Metastatic Breast Cancer
I have spoken with too many friends this month who are stage four metastatic. Some attended the San Antonio Breast Cancer Symposium despite their exhaustion from treatments. They went to make a difference as patient advocates. Even though I didn’t attend this year, it is a grueling conference when you are feeling good. I can only imagine they must have collapsed into their hotel beds at the end of long days of advocacy and sessions about breast cancer research and clinical trials.
A dear friend who was recently diagnosed metastatic is struggling with the upcoming treatment she is facing. What has been frustrating to her is the amount of energy she is spending dealing with insurance issues, appointments that were supposed to be scheduled and slipped through the cracks, dealing with telling her family, and wondering how it will change her future she planned so carefully. She is doing all of this with emotional and physical fatigue.
Many of us are making plans to be with family and celebrate. We have made such amazing strides in treatment for those with metastatic breast cancer but not enough. Not enough because my heart aches for my friends, knowing the thoughts running through their mind could be, “Will this be my last Christmas?”
Healing from Surgery after Breast Cancer
I had my DIEP flap the first part of December. Although I was so extraordinarily happy to have my breasts rebuilt and restored after breast cancer, there were days I felt melancholy. I watched my body heal with four drains, bruising and long scars running across my abdomen and breasts.

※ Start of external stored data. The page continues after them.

use core::fmt;

use crate::Reflect;
use crate::ops::{Array, List, Map, Pointer, Struct};

// -----------------------------------------------------------------------------
// ReflectKind

/// A zero-sized enumeration of the shapes a reflected value can have.
///
/// Each variant matches one variant of [`ReflectRef`].
#[derive(Debug, Clone, Copy, PartialEq, Eq, PartialOrd, Ord, Hash)]
pub enum ReflectKind {
    /// Named fields, see [`Struct`].
    Struct,
    /// Growable indexed elements, see [`List`].
    List,
    /// Fixed-size indexed elements, see [`Array`].
    Array,
    /// Values addressed by string keys, see [`Map`].
    Map,
    /// A single, possibly null, indirection, see [`Pointer`].
    Pointer,
    /// No addressable content.
    Opaque,
}

impl fmt::Display for ReflectKind {
    fn fmt(&self, f: &mut fmt::Formatter<'_>) -> fmt::Result {
        f.write_str(match self {
            Self::Struct => "struct",
            Self::List => "list",
            Self::Array => "array",
            Self::Map => "map",
            Self::Pointer => "pointer",
            Self::Opaque => "opaque",
        })
    }
}

// -----------------------------------------------------------------------------
// ReflectRef

/// An immutable view of a reflected value through its shape capability.
///
/// Obtained from [`Reflect::reflect_ref`].
///
/// ```
/// use vc_reflect::{Reflect, ops::ReflectRef};
///
/// let v = vec![1_u8, 2, 3];
/// match v.reflect_ref() {
///     ReflectRef::List(list) => assert_eq!(list.len(), 3),
///     _ => unreachable!(),
/// }
/// ```
#[derive(Clone, Copy)]
pub enum ReflectRef<'a> {
    Struct(&'a dyn Struct),
    List(&'a dyn List),
    Array(&'a dyn Array),
    Map(&'a dyn Map),
    Pointer(&'a dyn Pointer),
    Opaque(&'a dyn Reflect),
}

macro_rules! impl_as_fn {
    ($name:ident, $kind:ident, $ty:ty) => {
        #[doc = concat!("Returns the [`", stringify!($kind), "`] view, or `None` for other shapes.")]
        #[inline]
        pub fn $name(self) -> Option<&'a $ty> {
            match self {
                Self::$kind(value) => Some(value),
                _ => None,
            }
        }
    };
}

impl<'a> ReflectRef<'a> {
    /// Returns the [`ReflectKind`] of this view.
    #[inline]
    pub fn kind(&self) -> ReflectKind {
        match self {
            Self::Struct(_) => ReflectKind::Struct,
            Self::List(_) => ReflectKind::List,
            Self::Array(_) => ReflectKind::Array,
            Self::Map(_) => ReflectKind::Map,
            Self::Pointer(_) => ReflectKind::Pointer,
            Self::Opaque(_) => ReflectKind::Opaque,
        }
    }

    impl_as_fn!(as_struct, Struct, dyn Struct);
    impl_as_fn!(as_list, List, dyn List);
    impl_as_fn!(as_array, Array, dyn Array);
    impl_as_fn!(as_map, Map, dyn Map);
    impl_as_fn!(as_pointer, Pointer, dyn Pointer);
    impl_as_fn!(as_opaque, Opaque, dyn Reflect);
}

impl fmt::Debug for ReflectRef<'_> {
    fn fmt(&self, f: &mut fmt::Formatter<'_>) -> fmt::Result {
        write!(f, "ReflectRef::{:?}", self.kind())
    }
}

There are women who are healing from breast reconstruction surgery after enduring breast cancer treatments. Some have had multiple surgeries just this year. To be honest, some are not doing as well as others. They have encountered infections, wound healing issues, fatigue, and realizing they have a new body to become accustomed to. With the holiday expectations of maintaining the merry and bright attitude, it becomes compounded when you don’t feel so merry and bright dealing with these circumstances.
We Don’t Always Have to Act Merry and Bright
Be kind to those who are going through these challenging days. Give them your time. Just listen and be there for them. Acknowledge how difficult it must be to go through surgery and treatment during the time when so many are feeling merry and bright. Take their hand gently, give them a hug, text them, call them, or bring them a meal. If they bring up the holiday season and how badly they feel for not being fully engaged, let them be tearful, angry, and sad.
These days are full of expectations. As difficult as this month has been for so many, know that it’s OK to not feel in the holiday spirit. When breast cancer is involved, remember, not all is so merry and bright for all those affected, patients, caregivers, physicians, family, and friends. Be gentle with yourself and others.